■ INPUT DATA:
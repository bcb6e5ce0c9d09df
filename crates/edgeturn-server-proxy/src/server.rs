//! Frontend listener: TLS, HTTP/1.1 serving and routing

use axum::extract::ConnectInfo;
use axum::routing::get;
use axum::Router;
use edgeturn_control::SessionRegistry;
use edgeturn_proto::{CONSOLE_PATH, SHELL_PATH};
use edgeturn_transport::{PumpConfig, StreamAcceptor};
use hyper::body::Incoming;
use hyper::server::conn::http1;
use hyper::Request;
use hyper_util::rt::TokioIo;
use hyper_util::service::TowerToHyperService;
use std::net::SocketAddr;
use std::sync::Arc;
use std::time::Duration;
use thiserror::Error;
use tokio::net::{TcpListener, TcpStream};
use tokio::sync::Semaphore;
use tokio_util::sync::CancellationToken;
use tower::ServiceExt;
use tower_http::trace::TraceLayer;
use tracing::{debug, error, info, warn};

use crate::{console, handlers};

/// Frontend listener errors
#[derive(Debug, Error)]
pub enum ProxyServerError {
    #[error("IO error: {0}")]
    IoError(#[from] std::io::Error),

    #[error("Failed to bind to {address}: {reason}\n\nTroubleshooting:\n  • Check if another process is using this port: lsof -i :{port}\n  • Try using a different address or port")]
    BindError {
        address: String,
        port: u16,
        reason: String,
    },
}

/// Frontend listener configuration
#[derive(Debug, Clone)]
pub struct ProxyServerConfig {
    pub bind_addr: SocketAddr,
    /// Concurrent client links across all sessions
    pub max_links: usize,
    pub pump: PumpConfig,
    /// Bound on the TLS handshake of a client connection
    pub handshake_timeout: Duration,
    /// Lifetime of the `edgetoken` cookie set by the console entry point
    pub cookie_max_age: Duration,
}

impl Default for ProxyServerConfig {
    fn default() -> Self {
        Self {
            bind_addr: SocketAddr::from(([127, 0, 0, 1], 8443)),
            max_links: 1024,
            pump: PumpConfig::default(),
            handshake_timeout: Duration::from_secs(10),
            cookie_max_age: Duration::from_secs(10 * 60),
        }
    }
}

/// State shared by every request handler
#[derive(Clone)]
pub struct ProxyState {
    pub registry: Arc<SessionRegistry>,
    /// One permit per live client link
    pub links: Arc<Semaphore>,
    pub pump: PumpConfig,
    pub cookie_max_age: Duration,
}

impl ProxyState {
    pub fn new(registry: Arc<SessionRegistry>, config: &ProxyServerConfig) -> Self {
        Self {
            registry,
            links: Arc::new(Semaphore::new(config.max_links)),
            pump: config.pump.clone(),
            cookie_max_age: config.cookie_max_age,
        }
    }
}

/// Routes of the frontend listener
pub fn build_router(state: ProxyState) -> Router {
    Router::new()
        .route(SHELL_PATH, get(handlers::shell))
        .route(CONSOLE_PATH, get(console::console_start))
        .fallback(console::console_proxy)
        .layer(TraceLayer::new_for_http())
        .with_state(state)
}

/// Frontend ("proxy") listener
pub struct ProxyServer {
    listener: TcpListener,
    acceptor: StreamAcceptor,
    router: Router,
    handshake_timeout: Duration,
}

impl ProxyServer {
    /// Bind the listener; connections are served once [`ProxyServer::run`] is called
    pub async fn bind(
        config: ProxyServerConfig,
        acceptor: StreamAcceptor,
        registry: Arc<SessionRegistry>,
    ) -> Result<Self, ProxyServerError> {
        let listener = TcpListener::bind(config.bind_addr)
            .await
            .map_err(|e| ProxyServerError::BindError {
                address: config.bind_addr.ip().to_string(),
                port: config.bind_addr.port(),
                reason: e.to_string(),
            })?;

        if !acceptor.is_tls() {
            warn!(
                "Client listener on {} is running WITHOUT TLS; session tokens travel in cleartext",
                config.bind_addr
            );
        }

        let router = build_router(ProxyState::new(registry, &config));

        Ok(Self {
            listener,
            acceptor,
            router,
            handshake_timeout: config.handshake_timeout,
        })
    }

    pub fn local_addr(&self) -> Result<SocketAddr, ProxyServerError> {
        Ok(self.listener.local_addr()?)
    }

    /// Serve client connections until `shutdown` fires
    pub async fn run(self, shutdown: CancellationToken) -> Result<(), ProxyServerError> {
        let local_addr = self.listener.local_addr()?;
        info!("Client listener accepting connections on {}", local_addr);

        loop {
            let accepted = tokio::select! {
                _ = shutdown.cancelled() => break,
                accepted = self.listener.accept() => accepted,
            };

            match accepted {
                Ok((socket, peer_addr)) => {
                    debug!("Accepted client connection from {}", peer_addr);
                    tokio::spawn(serve_connection(
                        socket,
                        peer_addr,
                        self.acceptor.clone(),
                        self.router.clone(),
                        self.handshake_timeout,
                        shutdown.clone(),
                    ));
                }
                Err(e) => {
                    error!("Failed to accept client connection: {}", e);
                }
            }
        }

        info!("Client listener on {} stopped", local_addr);
        Ok(())
    }
}

async fn serve_connection(
    socket: TcpStream,
    peer_addr: SocketAddr,
    acceptor: StreamAcceptor,
    router: Router,
    handshake_timeout: Duration,
    shutdown: CancellationToken,
) {
    let stream = match tokio::time::timeout(handshake_timeout, acceptor.accept(socket)).await {
        Ok(Ok(stream)) => stream,
        Ok(Err(e)) => {
            debug!("TLS handshake with {} failed: {}", peer_addr, e);
            return;
        }
        Err(_) => {
            debug!("TLS handshake with {} timed out", peer_addr);
            return;
        }
    };

    let service = router.map_request(move |mut req: Request<Incoming>| {
        req.extensions_mut().insert(ConnectInfo(peer_addr));
        req
    });

    let conn = http1::Builder::new()
        .serve_connection(TokioIo::new(stream), TowerToHyperService::new(service))
        .with_upgrades();
    tokio::pin!(conn);

    let result = tokio::select! {
        res = conn.as_mut() => res,
        _ = shutdown.cancelled() => {
            conn.as_mut().graceful_shutdown();
            conn.await
        }
    };

    if let Err(e) = result {
        debug!("Client connection from {} ended with error: {}", peer_addr, e);
    }
}
//! Stream multiplexing over a single backend connection
//!
//! A [`MuxSession`] turns one reliable ordered byte stream (the TLS
//! connection from an edge agent) into many independent [`MuxStream`]s.
//! The physical connection is owned by a [`MuxDriver`] task; once it fails
//! or the session is closed, every stream fails with an error and no new
//! stream can be opened or accepted.

pub mod config;
pub mod session;
pub mod stream;

pub use config::{MuxConfig, MuxRole};
pub use session::{MuxDriver, MuxError, MuxSession};
pub use stream::MuxStream;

■ ASSIGNMENT: Copy out the listing above, line by line and exactly, from its first line to the line holding "use hyper::body::Incoming;", inclusive.

■ WRITTEN RESPONSE:
repository bcb6e5ce0c9d09df
filename crates/edgeturn-server-proxy/src/server.rs
//! Frontend listener: TLS, HTTP/1.1 serving and routing

use axum::extract::ConnectInfo;
use axum::routing::get;
use axum::Router;
use edgeturn_control::SessionRegistry;
use edgeturn_proto::{CONSOLE_PATH, SHELL_PATH};
use edgeturn_transport::{PumpConfig, StreamAcceptor};
use hyper::body::Incoming;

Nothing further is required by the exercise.